*Problem requirements*.
In the records that follow, locate every line with "DiscoveryError" and extract it.
——————
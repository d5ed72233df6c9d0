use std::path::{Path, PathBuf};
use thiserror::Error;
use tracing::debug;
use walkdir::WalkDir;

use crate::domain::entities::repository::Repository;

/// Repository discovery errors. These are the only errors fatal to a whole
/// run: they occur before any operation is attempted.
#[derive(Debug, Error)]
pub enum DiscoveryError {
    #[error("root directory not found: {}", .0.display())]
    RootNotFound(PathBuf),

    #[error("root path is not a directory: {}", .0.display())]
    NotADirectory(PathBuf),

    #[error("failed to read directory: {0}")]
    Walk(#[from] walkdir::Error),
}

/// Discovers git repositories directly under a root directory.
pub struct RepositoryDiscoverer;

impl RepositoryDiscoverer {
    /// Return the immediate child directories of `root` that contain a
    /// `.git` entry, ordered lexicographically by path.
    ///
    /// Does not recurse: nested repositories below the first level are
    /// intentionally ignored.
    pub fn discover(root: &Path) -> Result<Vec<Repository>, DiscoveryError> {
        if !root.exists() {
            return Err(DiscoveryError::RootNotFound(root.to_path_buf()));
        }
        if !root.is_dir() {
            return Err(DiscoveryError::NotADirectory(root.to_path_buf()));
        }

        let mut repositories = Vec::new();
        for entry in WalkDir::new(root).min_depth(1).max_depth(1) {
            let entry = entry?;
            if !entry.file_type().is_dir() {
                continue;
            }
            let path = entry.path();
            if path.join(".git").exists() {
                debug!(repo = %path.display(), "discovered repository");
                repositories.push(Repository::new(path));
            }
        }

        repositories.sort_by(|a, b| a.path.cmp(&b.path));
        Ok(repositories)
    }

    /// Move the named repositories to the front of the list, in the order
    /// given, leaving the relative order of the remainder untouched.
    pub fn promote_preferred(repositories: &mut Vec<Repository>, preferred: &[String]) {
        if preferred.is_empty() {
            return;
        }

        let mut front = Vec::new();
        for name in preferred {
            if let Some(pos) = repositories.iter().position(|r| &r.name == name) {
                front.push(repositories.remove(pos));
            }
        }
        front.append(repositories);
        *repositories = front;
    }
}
——————
*Reply to the exercise*.
pub enum DiscoveryError {
    pub fn discover(root: &Path) -> Result<Vec<Repository>, DiscoveryError> {
            return Err(DiscoveryError::RootNotFound(root.to_path_buf()));
            return Err(DiscoveryError::NotADirectory(root.to_path_buf()));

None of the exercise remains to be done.